WHAT YOU HAVE TO DO
Return every entry below without altering a word.

RECORDS FOR PROCESSING

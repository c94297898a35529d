use anyhow::{Context, Result, anyhow, bail};
use directories::ProjectDirs;
use serde::{Deserialize, Serialize};
use std::{
    fs,
    path::{Path, PathBuf},
};

/// Base URL of the OpenWeather 2.5 API.
pub const DEFAULT_BASE_URL: &str = "https://api.openweathermap.org/data/2.5";

/// Config file looked up in the working directory before the platform config dir.
pub const LOCAL_CONFIG_FILE: &str = "secrets.toml";

/// Credentials for OpenWeather.
#[derive(Debug, Clone, Serialize, Deserialize)]
pub struct OpenWeatherConfig {
    pub api_key: String,

    /// Overrides [`DEFAULT_BASE_URL`]; only useful for pointing at a test server.
    #[serde(default, skip_serializing_if = "Option::is_none")]
    pub base_url: Option<String>,
}

/// Top-level configuration stored on disk.
///
/// Example TOML:
/// ```toml
/// [openweather]
/// api_key = "..."
/// ```
#[derive(Debug, Clone, Serialize, Deserialize)]
pub struct Config {
    pub openweather: OpenWeatherConfig,
}

impl Config {
    pub fn with_api_key(api_key: impl Into<String>) -> Self {
        Self {
            openweather: OpenWeatherConfig { api_key: api_key.into(), base_url: None },
        }
    }

    pub fn api_key(&self) -> &str {
        &self.openweather.api_key
    }

    pub fn base_url(&self) -> &str {
        self.openweather.base_url.as_deref().unwrap_or(DEFAULT_BASE_URL)
    }

    /// Load config from `path`. A missing file is an error with a setup hint.
    pub fn load(path: &Path) -> Result<Self> {
        if !path.exists() {
            bail!(
                "No config file found at {}.\n\
                 Hint: run `weather --configure` and enter your OpenWeather API key.",
                path.display()
            );
        }

        let contents = fs::read_to_string(path)
            .with_context(|| format!("Failed to read config file: {}", path.display()))?;

        let cfg: Config = toml::from_str(&contents)
            .with_context(|| format!("Failed to parse config file: {}", path.display()))?;

        if cfg.api_key().trim().is_empty() {
            bail!("API key in {} is empty.", path.display());
        }

        Ok(cfg)
    }

    /// Save config to `path`, creating parent directories as needed.
    pub fn save(&self, path: &Path) -> Result<()> {
        if let Some(parent) = path.parent().filter(|p| !p.as_os_str().is_empty()) {
            fs::create_dir_all(parent).with_context(|| {
                format!("Failed to create config directory: {}", parent.display())
            })?;
        }

        let toml =
            toml::to_string_pretty(self).context("Failed to serialize configuration to TOML")?;

        fs::write(path, toml)
            .with_context(|| format!("Failed to write config file: {}", path.display()))?;

        Ok(())
    }

    /// Pick the config file: an explicit path, then `./secrets.toml`, then the platform config dir.
    pub fn resolve_path(explicit: Option<PathBuf>) -> Result<PathBuf> {
        if let Some(path) = explicit {
            return Ok(path);
        }

        let local = PathBuf::from(LOCAL_CONFIG_FILE);
        if local.is_file() {
            return Ok(local);
        }

        Self::config_file_path()
    }

    /// Path to the config file in the platform config directory.
    pub fn config_file_path() -> Result<PathBuf> {
        let dirs = ProjectDirs::from("dev", "weather-task", "weather-cli")
            .ok_or_else(|| anyhow!("Could not determine platform config directory"))?;

        Ok(dirs.config_dir().join("config.toml"))
    }
}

TASK ANSWER
repository c94297898a35529d
use anyhow::{Context, Result, anyhow, bail};
use directories::ProjectDirs;
use serde::{Deserialize, Serialize};
use std::{
    fs,
    path::{Path, PathBuf},
};

/// Base URL of the OpenWeather 2.5 API.
pub const DEFAULT_BASE_URL: &str = "https://api.openweathermap.org/data/2.5";

/// Config file looked up in the working directory before the platform config dir.
pub const LOCAL_CONFIG_FILE: &str = "secrets.toml";

/// Credentials for OpenWeather.
#[derive(Debug, Clone, Serialize, Deserialize)]
pub struct OpenWeatherConfig {
    pub api_key: String,

    /// Overrides [`DEFAULT_BASE_URL`]; only useful for pointing at a test server.
    #[serde(default, skip_serializing_if = "Option::is_none")]
    pub base_url: Option<String>,
}

/// Top-level configuration stored on disk.
///
/// Example TOML:
/// ```toml
/// [openweather]
/// api_key = "..."
/// ```
#[derive(Debug, Clone, Serialize, Deserialize)]
pub struct Config {
    pub openweather: OpenWeatherConfig,
}

impl Config {
    pub fn with_api_key(api_key: impl Into<String>) -> Self {
        Self {
            openweather: OpenWeatherConfig { api_key: api_key.into(), base_url: None },
        }
    }

    pub fn api_key(&self) -> &str {
        &self.openweather.api_key
    }

    pub fn base_url(&self) -> &str {
        self.openweather.base_url.as_deref().unwrap_or(DEFAULT_BASE_URL)
    }

    /// Load config from `path`. A missing file is an error with a setup hint.
    pub fn load(path: &Path) -> Result<Self> {
        if !path.exists() {
            bail!(
                "No config file found at {}.\n\
                 Hint: run `weather --configure` and enter your OpenWeather API key.",
                path.display()
            );
        }

        let contents = fs::read_to_string(path)
            .with_context(|| format!("Failed to read config file: {}", path.display()))?;

        let cfg: Config = toml::from_str(&contents)
            .with_context(|| format!("Failed to parse config file: {}", path.display()))?;

        if cfg.api_key().trim().is_empty() {
            bail!("API key in {} is empty.", path.display());
        }

        Ok(cfg)
    }

    /// Save config to `path`, creating parent directories as needed.
    pub fn save(&self, path: &Path) -> Result<()> {
        if let Some(parent) = path.parent().filter(|p| !p.as_os_str().is_empty()) {
            fs::create_dir_all(parent).with_context(|| {
                format!("Failed to create config directory: {}", parent.display())
            })?;
        }

        let toml =
            toml::to_string_pretty(self).context("Failed to serialize configuration to TOML")?;

        fs::write(path, toml)
            .with_context(|| format!("Failed to write config file: {}", path.display()))?;

        Ok(())
    }

    /// Pick the config file: an explicit path, then `./secrets.toml`, then the platform config dir.
    pub fn resolve_path(explicit: Option<PathBuf>) -> Result<PathBuf> {
        if let Some(path) = explicit {
            return Ok(path);
        }

        let local = PathBuf::from(LOCAL_CONFIG_FILE);
        if local.is_file() {
            return Ok(local);
        }

        Self::config_file_path()
    }

    /// Path to the config file in the platform config directory.
    pub fn config_file_path() -> Result<PathBuf> {
        let dirs = ProjectDirs::from("dev", "weather-task", "weather-cli")
            .ok_or_else(|| anyhow!("Could not determine platform config directory"))?;

        Ok(dirs.config_dir().join("config.toml"))
    }
}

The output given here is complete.